A fake Paypal website, which was essentially phishing, asked users to confirm their account by sending a selfie photo of themselves holding their ID.
Her fake website PayPal deceived its victims by presenting a copy of the Paypal login page urging users to login by giving their password, and in addition their credit card details, and self a selfie of the user in which he would explicitly keep his identity.
The issue was brought to the attention of PhishMe security investigators, and according to their report, the scammer was trying to direct users via emails to a phishing PayPal web page, written in Wordpress, located in New Zealand.
At this time, this phishing website has been removed. Its URL did not resemble that of Paypal, so users who had some phishing experience would have to immediately notice that they were on a page with the wrong address.
In the first user identity documentation, the website asked users to write their name and password. But the crook was not satisfied. Once someone gave their code to this page, then the scammer was sure he was dealing with a careless or untrained user, so he was asking for more information. During a four-step process, the website requested the user's address, credit card details, and a selfie photo that would hold his / her identity.
It is not clear why the scammer wanted this information. Her expert PhishMe Mr Chris Sims believes he wanted them to "create cryptocurrency accounts, to launder money stolen from other victims."
Of course this technique with the selfie, where the victim holds his identity in the hand, is not done for the first time. In October of 2016, McAfee had discovered a variant of Acecard Android's banking trojan, which also asked users when they connected their mobile to their bank account, to take a selfie holding their identity.

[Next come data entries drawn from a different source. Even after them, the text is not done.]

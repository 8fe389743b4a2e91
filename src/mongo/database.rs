use std::time::Instant;

use bson::{doc, Bson, Document};
use mongodb::error::ErrorKind;
use mongodb::options::{FindOptions, IndexOptions};
use mongodb::sync::{Client, Collection, Database};
use mongodb::IndexModel;
use tracing::{debug, info, instrument};

use super::models::{match_all, missing_indexes, IndexSpec};
use crate::config::MongoConfig;
use crate::{LabError, Result};

// server error code for a collection that does not exist yet
const NAMESPACE_NOT_FOUND: i32 = 26;

/// A connection to the lab database.
///
/// The connection is opened with [`connect`](MongoConnection::connect) and released with
/// [`close`](MongoConnection::close); asking for a collection in between fails with
/// [`LabError::NotConnected`].
pub struct MongoConnection {
    config: MongoConfig,
    client: Option<Client>,
    db: Option<Database>,
}

impl MongoConnection {
    pub fn new(config: MongoConfig) -> Self {
        Self { config, client: None, db: None }
    }

    /// creates and connects in one step
    pub fn open(config: MongoConfig) -> Result<Self> {
        let mut conn = Self::new(config);
        conn.connect()?;
        Ok(conn)
    }

    /// Connects and pings the server. Does nothing if already connected.
    #[instrument(skip(self), fields(database = %self.config.database))]
    pub fn connect(&mut self) -> Result<()> {
        if self.client.is_some() {
            return Ok(());
        }
        let client = Client::with_uri_str(&self.config.uri)?;
        let db = client.database(&self.config.database);
        db.run_command(doc! { "ping": 1 }, None)?;
        info!("connected to MongoDB");
        self.client = Some(client);
        self.db = Some(db);
        Ok(())
    }

    /// drops the client; the connection can be opened again with `connect`
    pub fn close(&mut self) {
        if self.client.take().is_some() {
            debug!("MongoDB connection closed");
        }
        self.db = None;
    }

    pub fn is_connected(&self) -> bool {
        self.db.is_some()
    }

    pub fn config(&self) -> &MongoConfig {
        &self.config
    }

    pub fn database(&self) -> Result<&Database> {
        self.db.as_ref().ok_or(LabError::NotConnected)
    }

    pub fn collection(&self, name: &str) -> Result<Collection<Document>> {
        Ok(self.database()?.collection::<Document>(name))
    }
}

/// Documents returned by one operation and how long it took
#[derive(Debug, Clone, PartialEq)]
pub struct QueryResult {
    pub documents: Vec<Document>,
    pub execution_time_ms: f64,
    /// number of documents affected; equals `documents.len()` for reads
    pub count: usize,
    pub query_info: String,
}

impl QueryResult {
    pub fn read(documents: Vec<Document>, started: Instant, query_info: String) -> Self {
        Self {
            count: documents.len(),
            documents,
            execution_time_ms: elapsed_ms(started),
            query_info,
        }
    }

    pub fn execution_time_sec(&self) -> f64 {
        self.execution_time_ms / 1000.0
    }

    pub fn len(&self) -> usize {
        self.count
    }

    pub fn is_empty(&self) -> bool {
        self.count == 0
    }
}

/// Outcome of an index creation pass
#[derive(Debug, Clone, PartialEq)]
pub struct IndexOutcome {
    pub created: Vec<String>,
    pub already_present: Vec<String>,
    pub execution_time_ms: f64,
}

/// Size figures of a collection, in bytes
#[derive(Debug, Clone, Copy, PartialEq)]
pub struct CollectionStats {
    pub count: u64,
    pub size: f64,
    pub total_index_size: f64,
}

impl CollectionStats {
    pub fn from_document(stats: &Document) -> Self {
        Self {
            count: number(stats, "count") as u64,
            size: number(stats, "size"),
            total_index_size: number(stats, "totalIndexSize"),
        }
    }

    pub fn size_mb(&self) -> f64 {
        self.size / 1024.0 / 1024.0
    }

    pub fn index_mb(&self) -> f64 {
        self.total_index_size / 1024.0 / 1024.0
    }
}

/// reads a numeric field whatever integer or float width the server chose
fn number(d: &Document, key: &str) -> f64 {
    match d.get(key) {
        Some(Bson::Int32(v)) => *v as f64,
        Some(Bson::Int64(v)) => *v as f64,
        Some(Bson::Double(v)) => *v,
        _ => 0.0,
    }
}

fn elapsed_ms(started: Instant) -> f64 {
    started.elapsed().as_secs_f64() * 1000.0
}

/// The basic, timed operations the lab scripts are built from
pub struct MongoOps<'a> {
    conn: &'a MongoConnection,
}

impl<'a> MongoOps<'a> {
    pub fn new(conn: &'a MongoConnection) -> Self {
        Self { conn }
    }

    pub fn connection(&self) -> &MongoConnection {
        self.conn
    }

    /// runs a find, optionally limited to `limit` documents
    pub fn find(&self, collection: &str, filter: Document, limit: Option<i64>) -> Result<QueryResult> {
        let started = Instant::now();
        let coll = self.conn.collection(collection)?;
        let options = limit.map(|l| FindOptions::builder().limit(l).build());
        let info = filter.to_string();
        let documents = coll.find(filter, options)?.collect::<mongodb::error::Result<Vec<_>>>()?;
        Ok(QueryResult::read(documents, started, info))
    }

    pub fn aggregate(&self, collection: &str, pipeline: Vec<Document>) -> Result<QueryResult> {
        let started = Instant::now();
        let coll = self.conn.collection(collection)?;
        let info = format!("Aggregation with {} stages", pipeline.len());
        let documents = coll.aggregate(pipeline, None)?.collect::<mongodb::error::Result<Vec<_>>>()?;
        Ok(QueryResult::read(documents, started, info))
    }

    /// Replaces the contents of `collection` with `documents`, inserted `batch_size` at a time.
    #[instrument(skip(self, documents), fields(total = documents.len()))]
    pub fn insert_many(&self, collection: &str, documents: Vec<Document>, batch_size: usize) -> Result<QueryResult> {
        let started = Instant::now();
        let coll = self.conn.collection(collection)?;
        let removed = coll.delete_many(match_all(), None)?;
        debug!(removed = removed.deleted_count, "collection cleared");

        let total = documents.len();
        for batch in documents.chunks(batch_size.max(1)) {
            coll.insert_many(batch, None)?;
        }
        info!("inserted {} documents into {}", total, collection);
        Ok(QueryResult {
            documents: vec![],
            execution_time_ms: elapsed_ms(started),
            count: total,
            query_info: format!("Inserted {} docs", total),
        })
    }

    /// names of the indexes on `collection`; empty if the collection does not exist
    pub fn index_names(&self, collection: &str) -> Result<Vec<String>> {
        match self.conn.collection(collection)?.list_index_names() {
            Ok(names) => Ok(names),
            Err(e) if matches!(*e.kind, ErrorKind::Command(ref c) if c.code == NAMESPACE_NOT_FOUND) => {
                Ok(vec![])
            }
            Err(e) => Err(e.into()),
        }
    }

    /// Creates the indexes of `specs` that do not exist yet. Running it again creates
    /// nothing.
    pub fn create_indexes(&self, collection: &str, specs: &[IndexSpec]) -> Result<IndexOutcome> {
        let started = Instant::now();
        let coll = self.conn.collection(collection)?;
        let existing = self.index_names(collection)?;

        let mut created = Vec::new();
        for spec in missing_indexes(&existing, specs) {
            let model = IndexModel::builder()
                .keys(spec.keys_document())
                .options(IndexOptions::builder().name(spec.name()).build())
                .build();
            let result = coll.create_index(model, None)?;
            debug!(index = %result.index_name, "index created");
            created.push(result.index_name);
        }
        let already_present = specs
            .iter()
            .map(IndexSpec::name)
            .filter(|n| existing.contains(n))
            .collect();
        Ok(IndexOutcome { created, already_present, execution_time_ms: elapsed_ms(started) })
    }

    /// the index names and key documents of `collection`
    pub fn list_indexes(&self, collection: &str) -> Result<Vec<(String, Document)>> {
        let cursor = self.conn.collection(collection)?.list_indexes(None)?;
        let mut out = Vec::new();
        for model in cursor {
            let model = model?;
            let name = model
                .options
                .as_ref()
                .and_then(|o| o.name.clone())
                .unwrap_or_default();
            out.push((name, model.keys));
        }
        Ok(out)
    }

    pub fn collection_stats(&self, collection: &str) -> Result<CollectionStats> {
        let stats = self
            .conn
            .database()?
            .run_command(doc! { "collStats": collection }, None)?;
        Ok(CollectionStats::from_document(&stats))
    }

    /// the query planner output for `filter` limited to one document
    pub fn explain_query(&self, collection: &str, filter: Document) -> Result<Document> {
        let cmd = doc! {
            "explain": { "find": collection, "filter": filter, "limit": 1 },
            "verbosity": "queryPlanner",
        };
        Ok(self.conn.database()?.run_command(cmd, None)?)
    }
}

The tactics were quite innovative at the time, and several articles were written about it. So he probably gave the idea to the current scammer and decided to adapt it to his phishing.
The "selfie mission" process on the current site is odd. Instead of relying on WebRTC or Flash to access the user's webcam to take a user and save it automatically, the scammer asks users to upload a photo from their computer. This means more hassle as the user has to take out a selfie, transfer it to the computer, and then load it on the page of the scammer. Extending the attack in this way gives the user more time to observe something wrong on the wrong Paypal website and stop the process.

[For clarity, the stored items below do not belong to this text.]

//! Latency measurements of the raw offers table against its materialized views, plus a
//! concurrent load test run on a [`ThreadPool`](crate::thread_pool::ThreadPool).
mod bench;
mod report;
mod stats;

pub use self::bench::{
    benchmark_query, query_pairs, run_basic_suite, run_concurrent_load, BenchmarkResult,
    LoadTestResult, QueryPair, SuiteEntry, FAILURE_SENTINEL_SECS,
};
pub use self::report::{
    dataset_size, generate_report, keyed_results, save_results, speedups, Environment,
    SpeedupSummary,
};
pub use self::stats::TimingStats;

In addition, there is a second issue. Phishing websites usually do not have rules in the form of the validation format, and they take whatever users upload. This phisher had special rules for the format of the photos and requested only JPEG, JPG or PNG format.

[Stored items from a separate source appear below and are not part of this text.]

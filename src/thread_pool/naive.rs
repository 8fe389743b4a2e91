use std::thread;
use crate::Result;
use super::{check_thread_count, ThreadPool};

/// a "pool" that starts a new thread on every spawn request. The thread count is only
/// validated, never enforced
pub struct NaiveThreadPool;

impl ThreadPool for NaiveThreadPool {

    fn new(threads: usize) -> Result<Self> {
        check_thread_count(threads)?;
        Ok(NaiveThreadPool)
    }

    fn spawn<F>(&self, job: F) where F: FnOnce() + Send + 'static {
        thread::spawn(job);
    }
}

The fraudster also made mistakes. The user's photo was not stored on a server under the scammer's control, but sent the data to an e-mail address in "oxigene [.] 007 @ Yandex [.] Com."
Sims says he searched for this address in the Skype user list and found a person called "Najat Zou," from "Mansac, France." Of course this information is not credible to determine his or her nationality or location user, simply provide a first step from which police officers may start investigating if they decide to investigate the matter further.